[Input Boundary: Start]

//! Core types for the character quiz.

use chrono::{DateTime, Utc};
use serde::{Deserialize, Serialize};
use serde_json::{Map, Value};

/// Ease never drops below this value.
pub const MIN_EASE: f64 = 1.3;

/// Ease given to cards that have never been scheduled.
pub const INITIAL_EASE: f64 = 2.5;

/// One acceptable answer group: every slot must be named.
pub type ComponentGroup = Vec<String>;

/// Scheduling state of a card.
#[derive(Debug, Clone, PartialEq, Serialize, Deserialize)]
#[serde(rename_all = "camelCase")]
pub struct ReviewState {
    #[serde(default)]
    pub interval: u32,
    #[serde(default)]
    pub repetition: u32,
    #[serde(default = "default_ease")]
    pub ease: f64,
    #[serde(default = "Utc::now")]
    pub next_review: DateTime<Utc>,
}

fn default_ease() -> f64 {
    INITIAL_EASE
}

impl ReviewState {
    /// State for a card that is due right away.
    pub fn new(now: DateTime<Utc>) -> Self {
        Self {
            interval: 0,
            repetition: 0,
            ease: INITIAL_EASE,
            next_review: now,
        }
    }

    /// Whether the card should be reviewed at `now`.
    pub fn is_due_at(&self, now: DateTime<Utc>) -> bool {
        self.next_review <= now
    }
}

impl Default for ReviewState {
    fn default() -> Self {
        Self::new(Utc::now())
    }
}

/// A quizzable character and its learning state.
///
/// Field names follow the stored database. Fields this crate does not know
/// about are kept in `extra` and written back untouched.
#[derive(Debug, Clone, Serialize, Deserialize)]
pub struct CharacterCard {
    /// Display glyph.
    #[serde(default)]
    pub hanzi: String,
    #[serde(rename = "Aliases", alias = "aliases", default)]
    pub aliases: Vec<String>,
    /// OR across groups, AND across the slots of one group.
    #[serde(
        rename = "expanded_components",
        alias = "expandedComponents",
        default
    )]
    pub expanded_components: Vec<ComponentGroup>,

    #[serde(flatten)]
    pub review: ReviewState,
    #[serde(rename = "isDue", default = "default_true")]
    pub is_due: bool,

    #[serde(default)]
    pub skipped: bool,
    #[serde(rename = "isMarked", default)]
    pub is_marked: bool,
    #[serde(rename = "isFalseNegative", default)]
    pub is_false_negative: bool,
    #[serde(rename = "falseNegativeAnswer", default)]
    pub false_negative_answer: Vec<String>,

    #[serde(rename = "isActive", default)]
    pub is_active: bool,
    #[serde(rename = "isHanzi", default)]
    pub is_hanzi: bool,

    #[serde(flatten)]
    pub extra: Map<String, Value>,
}

fn default_true() -> bool {
    true
}

impl CharacterCard {
    /// Create an active character card with the given answer groups.
    pub fn new(hanzi: impl Into<String>, expanded_components: Vec<ComponentGroup>) -> Self {
        Self {
            hanzi: hanzi.into(),
            aliases: Vec::new(),
            expanded_components,
            review: ReviewState::default(),
            is_due: true,
            skipped: false,
            is_marked: false,
            is_false_negative: false,
            false_negative_answer: Vec::new(),
            is_active: true,
            is_hanzi: true,
            extra: Map::new(),
        }
    }

    /// Total number of component slots across all groups.
    pub fn component_count(&self) -> usize {
        self.expanded_components.iter().map(Vec::len).sum()
    }

    /// Clear the flags that only live for one session.
    pub fn reset_transient(&mut self) {
        self.skipped = false;
        self.is_marked = false;
        self.is_false_negative = false;
        self.false_negative_answer.clear();
    }
}

/// Which matching layer accepted or rejected an answer.
#[derive(Debug, Clone, Copy, PartialEq, Eq, Serialize, Deserialize)]
#[serde(rename_all = "snake_case")]
pub enum MatchKind {
    /// Spoken words cover a candidate textually.
    Exact,
    /// Spoken words cover a candidate by phonetic code.
    Phonetic,
    /// Learner confirmed a near miss.
    Confirmed,
    /// Learner declined, or did not answer, the confirmation.
    Rejected,
    /// Card has no candidate answers at all.
    NoCandidates,
}

/// Near miss accepted by the learner.
#[derive(Debug, Clone, PartialEq, Eq, Serialize, Deserialize)]
pub struct Correction {
    pub spoken: Vec<String>,
}

/// Graded result of one answer.
#[derive(Debug, Clone, PartialEq, Serialize, Deserialize)]
pub struct Verdict {
    pub passed: bool,
    pub kind: MatchKind,
    #[serde(skip_serializing_if = "Option::is_none")]
    pub correction: Option<Correction>,
}

impl Verdict {
    pub fn pass(kind: MatchKind) -> Self {
        Self {
            passed: true,
            kind,
            correction: None,
        }
    }

    pub fn fail(kind: MatchKind) -> Self {
        Self {
            passed: false,
            kind,
            correction: None,
        }
    }
}

/// Stamp written once a batch completes.
#[derive(Debug, Clone, PartialEq, Eq, Serialize, Deserialize)]
#[serde(rename_all = "camelCase")]
pub struct QuizStatus {
    /// Date in `YYYY-MM-DD` form.
    pub last_completed: String,
}

impl QuizStatus {
    pub fn completed_on(now: DateTime<Utc>) -> Self {
        Self {
            last_completed: now.format("%Y-%m-%d").to_string(),
        }
    }
}

/// Quiz session settings.
#[derive(Debug, Clone, Serialize, Deserialize)]
pub struct QuizSettings {
    /// Cards per batch.
    pub batch_size: usize,
    /// Cards with fewer component slots than this are never quizzed.
    pub min_components: usize,
    pub confirm_timeout_ms: u64,
    pub continue_timeout_ms: u64,
    /// Consecutive speech-in failures tolerated before the session ends.
    pub max_listen_failures: u32,
}

impl Default for QuizSettings {
    fn default() -> Self {
        Self {
            batch_size: 10,
            min_components: 2,
            confirm_timeout_ms: 5_000,
            continue_timeout_ms: 20_000,
            max_listen_failures: 3,
        }
    }
}

#[cfg(test)]
mod tests {
    use super::*;
    use chrono::Duration;
    use serde_json::json;

    #[test]
    fn card_defaults_missing_fields() {
        let card: CharacterCard = serde_json::from_value(json!({ "hanzi": "马" })).unwrap();
        assert_eq!(card.review.interval, 0);
        assert_eq!(card.review.repetition, 0);
        assert_eq!(card.review.ease, INITIAL_EASE);
        assert!(card.is_due);
        assert!(card.expanded_components.is_empty());
        assert!(card.aliases.is_empty());
    }

    #[test]
    fn card_keeps_unknown_fields() {
        let value = json!({
            "hanzi": "马",
            "Aliases": ["equine"],
            "Sequenz": "42",
            "nextReview": "2024-03-01T00:00:00Z",
        });
        let card: CharacterCard = serde_json::from_value(value).unwrap();
        assert_eq!(card.aliases, vec!["equine"]);
        assert_eq!(card.extra.get("Sequenz"), Some(&json!("42")));

        let written = serde_json::to_value(&card).unwrap();
        assert_eq!(written["Sequenz"], json!("42"));
        assert_eq!(written["Aliases"], json!(["equine"]));
        assert!(written.get("nextReview").is_some());
        assert!(written.get("isFalseNegative").is_some());
    }

    #[test]
    fn camel_case_components_alias() {
        let card: CharacterCard =
            serde_json::from_value(json!({ "expandedComponents": [["sun", "moon"]] })).unwrap();
        assert_eq!(card.component_count(), 2);
    }

    #[test]
    fn due_is_inclusive() {
        let now = Utc::now();
        let state = ReviewState::new(now);
        assert!(state.is_due_at(now));
        assert!(!state.is_due_at(now - Duration::seconds(1)));
    }

    #[test]
    fn reset_transient_clears_session_flags() {
        let mut card = CharacterCard::new("马", vec![vec!["horse".into()]]);
        card.skipped = true;
        card.is_marked = true;
        card.is_false_negative = true;
        card.false_negative_answer = vec!["hoarse".into()];
        card.reset_transient();
        assert!(!card.skipped && !card.is_marked && !card.is_false_negative);
        assert!(card.false_negative_answer.is_empty());
    }

    #[test]
    fn quiz_status_date_format() {
        let now = "2024-05-06T23:10:00Z".parse::<DateTime<Utc>>().unwrap();
        let status = QuizStatus::completed_on(now);
        assert_eq!(status.last_completed, "2024-05-06");
        assert_eq!(
            serde_json::to_value(&status).unwrap(),
            json!({ "lastCompleted": "2024-05-06" })
        );
    }
}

[Input Boundary: End]

Copy out the line holding "card.skipped = true;" along with all lines after it through the end of the entries, exactly and only these.

■ Finished task:
        card.skipped = true;
        card.is_marked = true;
        card.is_false_negative = true;
        card.false_negative_answer = vec!["hoarse".into()];
        card.reset_transient();
        assert!(!card.skipped && !card.is_marked && !card.is_false_negative);
        assert!(card.false_negative_answer.is_empty());
    }

    #[test]
    fn quiz_status_date_format() {
        let now = "2024-05-06T23:10:00Z".parse::<DateTime<Utc>>().unwrap();
        let status = QuizStatus::completed_on(now);
        assert_eq!(status.last_completed, "2024-05-06");
        assert_eq!(
            serde_json::to_value(&status).unwrap(),
            json!({ "lastCompleted": "2024-05-06" })
        );
    }
}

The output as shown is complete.